Ameya Kanitkar – Scaling Real Time Analytics with Storm & HBase
Relevance and Personalization is crucial to building personalized local commerce experience at Groupon. Talk covers overview of the real time analytics infrastructure that handles over 1 million events/ second and stores and scales to billions of data points. Solution includes leveraging Apache HBase & Redis for storage and Apache Storm for building real time analytics. Solution includes various architecture design choices and tradeoffs including some interesting algorithmic choices such as Bloom Filters & Hyper Log Log. Attendees can take away learnings from our real-life experience that can help them understand various tuning methods, their tradeoffs and apply them in their solutionsNote: This is a default abstract – talk can be customized to focus on one area or the other – or can be change to 40 minute / 25 minute talk. More importantly – we feel its a fascinating story of how these big data technologies can be actually used in real life situations – and powerful applications are built when you combine NoSQL store such as HBase and real time processing power of Storm. Also some times small is big with clever algorithms such as bloom filters and hyperloglog which can be handy when building scalable systems. I am very passionate to share this story – so do let me know if you have any questions – I hope we can work out some way to make this very useful for the conference attendees
Clinton Gormley – Elasticsearch Query DSL – Not just for wizards…
The Elasticsearch Query DSL is a rich, flexible, powerful query language for full text and structured search, but with power comes complexity. Which of the 40 available queries should you use? What's a filter and when should you use it? How do you combine multiple filters, or multiple queries or queries with filters?To most users, "relevance", and how it is affected by different queries, is a black box.
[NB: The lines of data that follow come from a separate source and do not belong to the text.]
//! The element tree every stage reads and rewrites.

use serde::{Deserialize, Serialize};
use std::collections::BTreeMap;
use std::fmt::Write as _;

use super::category::{Category, DocumentCategory, LexicalCategory, PhraseCategory};
use super::document::DocumentElement;
use super::features::{
    ClauseStatus, DiscourseFunction, Feature, FeatureKind, FeatureMap, FeatureValue, Form,
    Gender, Inflection, InterrogativeType, NumberAgreement, Person, Tense,
};

/// Read/write access to an element's features.
///
/// `set_feature` and `clear_feature` are the two write primitives; clauses
/// override them to forward verb-phrase features.
pub trait HasFeatures {
    fn feature_map(&self) -> &FeatureMap;
    fn feature_map_mut(&mut self) -> &mut FeatureMap;

    fn feature(&self, key: Feature) -> Option<&FeatureValue> {
        self.feature_map().get(key)
    }

    fn set_feature(&mut self, key: Feature, value: FeatureValue) {
        self.feature_map_mut().set(key, value);
    }

    fn clear_feature(&mut self, key: Feature) {
        self.feature_map_mut().remove(key);
    }

    fn set(&mut self, key: Feature, value: impl Into<FeatureValue>)
    where
        Self: Sized,
    {
        self.set_feature(key, value.into());
    }

    /// Copy semantics: `None` clears the feature.
    fn set_opt(&mut self, key: Feature, value: Option<FeatureValue>) {
        match value {
            Some(v) => self.set_feature(key, v),
            None => self.clear_feature(key),
        }
    }

    fn has(&self, key: Feature) -> bool {
        self.feature(key).is_some()
    }

    fn feature_as<T: FeatureKind>(&self, key: Feature) -> Option<T>
    where
        Self: Sized,
    {
        self.feature(key).and_then(T::from_value)
    }

    fn flag(&self, key: Feature) -> bool {
        self.feature(key).is_some_and(FeatureValue::as_bool)
    }

    fn text(&self, key: Feature) -> Option<&str> {
        self.feature(key).and_then(FeatureValue::as_text)
    }

    fn tense(&self) -> Option<Tense>
    where
        Self: Sized,
    {
        self.feature_as(Feature::Tense)
    }

    fn form(&self) -> Option<Form>
    where
        Self: Sized,
    {
        self.feature_as(Feature::Form)
    }

    fn number(&self) -> Option<NumberAgreement>
    where
        Self: Sized,
    {
        self.feature_as(Feature::Number)
    }

    fn person(&self) -> Option<Person>
    where
        Self: Sized,
    {
        self.feature_as(Feature::Person)
    }

    fn gender(&self) -> Option<Gender>
    where
        Self: Sized,
    {
        self.feature_as(Feature::Gender)
    }

    fn function(&self) -> Option<DiscourseFunction>
    where
        Self: Sized,
    {
        self.feature_as(Feature::DiscourseFunction)
    }

    fn interrogative_type(&self) -> Option<InterrogativeType>
    where
        Self: Sized,
    {
        self.feature_as(Feature::InterrogativeType)
    }

    fn clause_status(&self) -> Option<ClauseStatus>
    where
        Self: Sized,
    {
        self.feature_as(Feature::ClauseStatus)
    }

    fn set_function(&mut self, function: DiscourseFunction)
    where
        Self: Sized,
    {
        self.set(Feature::DiscourseFunction, function);
    }

    fn is_plural(&self) -> bool
    where
        Self: Sized,
    {
        self.number() == Some(NumberAgreement::Plural)
    }
}

/// A dictionary lexeme.
#[derive(Debug, Clone, PartialEq, Serialize, Deserialize)]
pub struct WordElement {
    pub base_form: String,
    #[serde(default)]
    pub id: Option<String>,
    pub category: LexicalCategory,
    #[serde(default)]
    pub features: FeatureMap,
    #[serde(default)]
    pub inflections: Vec<Inflection>,
    /// Lexicon tags with no feature key of their own.
    #[serde(default)]
    pub tags: BTreeMap<String, String>,
}

impl WordElement {
    pub fn new(base_form: impl Into<String>, category: LexicalCategory) -> Self {
        Self {
            base_form: base_form.into(),
            id: None,
            category,
            features: FeatureMap::new(),
            inflections: Vec::new(),
            tags: BTreeMap::new(),
        }
    }

    pub fn default_spelling(&self) -> &str {
        self.features
            .text(Feature::DefaultSpelling)
            .unwrap_or(&self.base_form)
    }

    pub fn default_inflection(&self) -> Option<Inflection> {
        self.features.get_as(Feature::DefaultInflection)
    }
}

impl HasFeatures for WordElement {
    fn feature_map(&self) -> &FeatureMap {
        &self.features
    }
    fn feature_map_mut(&mut self) -> &mut FeatureMap {
        &mut self.features
    }
}

/// One sentence-bound occurrence of a word, carrying local features.
#[derive(Debug, Clone, PartialEq, Serialize, Deserialize)]
pub struct InflectedWord {
    pub base_form: String,
    pub category: LexicalCategory,
    #[serde(default)]
    pub base_word: Option<Box<WordElement>>,
    #[serde(default)]
    pub features: FeatureMap,
}

impl InflectedWord {
    pub fn new(base_form: impl Into<String>, category: LexicalCategory) -> Self {
        Self {
            base_form: base_form.into(),
            category,
            base_word: None,
            features: FeatureMap::new(),
        }
    }

    /// An occurrence of `word` with no local features yet.
    pub fn from_word(word: WordElement) -> Self {
        Self {
            base_form: word.default_spelling().to_string(),
            category: word.category,
            base_word: Some(Box::new(word)),
            features: FeatureMap::new(),
        }
    }

    /// Read a lexical text feature locally, falling back to the base word.
    pub fn lexical_text(&self, key: Feature) -> Option<&str> {
        self.features
            .text(key)
            .or_else(|| self.base_word.as_ref().and_then(|w| w.features.text(key)))
    }
}

impl HasFeatures for InflectedWord {
    fn feature_map(&self) -> &FeatureMap {
        &self.features
    }
    fn feature_map_mut(&mut self) -> &mut FeatureMap {
        &mut self.features
    }
}

/// A phrase or clause specification.
///
/// Which slots are used depends on the category: subjects, verb phrase,
/// front modifiers, cue phrase and complementiser belong to clauses; the
/// specifier to noun phrases.
#[derive(Debug, Clone, PartialEq, Serialize, Deserialize)]
pub struct PhraseElement {
    pub category: PhraseCategory,
    #[serde(default)]
    pub features: FeatureMap,
    #[serde(default)]
    pub head: Option<Box<Element>>,
    #[serde(default)]
    pub specifier: Option<Box<Element>>,
    #[serde(default)]
    pub premodifiers: Vec<Element>,
    #[serde(default)]
    pub postmodifiers: Vec<Element>,
    #[serde(default)]
    pub front_modifiers: Vec<Element>,
    #[serde(default)]
    pub complements: Vec<Element>,
    #[serde(default)]
    pub subjects: Vec<Element>,
    #[serde(default)]
    pub verb_phrase: Option<Box<Element>>,
    #[serde(default)]
    pub cue_phrase: Option<Box<Element>>,
    #[serde(default)]
    pub complementiser: Option<Box<Element>>,
}

impl PhraseElement {
    pub fn new(category: PhraseCategory) -> Self {
        Self {
            category,
            features: FeatureMap::new(),
            head: None,
            specifier: None,
            premodifiers: Vec::new(),
            postmodifiers: Vec::new(),
            front_modifiers: Vec::new(),
            complements: Vec::new(),
            subjects: Vec::new(),
            verb_phrase: None,
            cue_phrase: None,
            complementiser: None,
        }
    }

    pub fn is_clause(&self) -> bool {
        self.category == PhraseCategory::Clause
    }

    /// The verb of a clause: its verb phrase, or its head when no verb
    /// phrase slot is filled.
    pub fn verb_element(&self) -> Option<&Element> {
        self.verb_phrase.as_deref().or(self.head.as_deref())
    }

    pub fn verb_element_mut(&mut self) -> Option<&mut Element> {
        match self.verb_phrase {
            Some(ref mut vp) => Some(vp.as_mut()),
            None => self.head.as_deref_mut(),
        }
    }

    /// Children in realisation order.
    pub fn children(&self) -> Vec<&Element> {
        let mut out: Vec<&Element> = Vec::new();
        match self.category {
            PhraseCategory::Clause => {
                out.extend(self.cue_phrase.as_deref());
                out.extend(self.front_modifiers.iter());
                out.extend(self.premodifiers.iter());
                out.extend(self.subjects.iter());
                out.extend(self.verb_phrase.as_deref());
                out.extend(self.complements.iter());
            }
            PhraseCategory::NounPhrase => {
                out.extend(self.specifier.as_deref());
                out.extend(self.premodifiers.iter());
                out.extend(self.head.as_deref());
                out.extend(self.complements.iter());
                out.extend(self.postmodifiers.iter());
            }
            _ => {
                out.extend(self.premodifiers.iter());
                out.extend(self.head.as_deref());
                out.extend(self.complements.iter());
                out.extend(self.postmodifiers.iter());
            }
        }
        out
    }
}

impl HasFeatures for PhraseElement {
    fn feature_map(&self) -> &FeatureMap {
        &self.features
    }
    fn feature_map_mut(&mut self) -> &mut FeatureMap {
        &mut self.features
    }

    fn feature(&self, key: Feature) -> Option<&FeatureValue> {
        let own = self.features.get(key);
        if own.is_some() || !self.is_clause() || !key.is_verb_phrase_feature() {
            return own;
        }
        self.verb_phrase.as_deref().and_then(|vp| vp.feature(key))
    }

    fn set_feature(&mut self, key: Feature, value: FeatureValue) {
        if self.is_clause() && key.is_verb_phrase_feature() {
            if let Some(vp) = self.verb_phrase.as_deref_mut() {
                vp.set_feature(key, value.clone());
            }
        }
        self.features.set(key, value);
    }

    fn clear_feature(&mut self, key: Feature) {
        if self.is_clause() && key.is_verb_phrase_feature() {
            if let Some(vp) = self.verb_phrase.as_deref_mut() {
                vp.clear_feature(key);
            }
        }
        self.features.remove(key);
    }
}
Multi-field queries in particular can be difficult to get right if you don't understand how they work. In this talk, I will explain the Query DSL from the ground up: how filters and queries use the inverted index to find matching documents, how the relevance score is calculated, how to combine the filter/query building blocks into complex statements. And finally, I will talk about the pitfalls of multi-field queries and how to avoid them.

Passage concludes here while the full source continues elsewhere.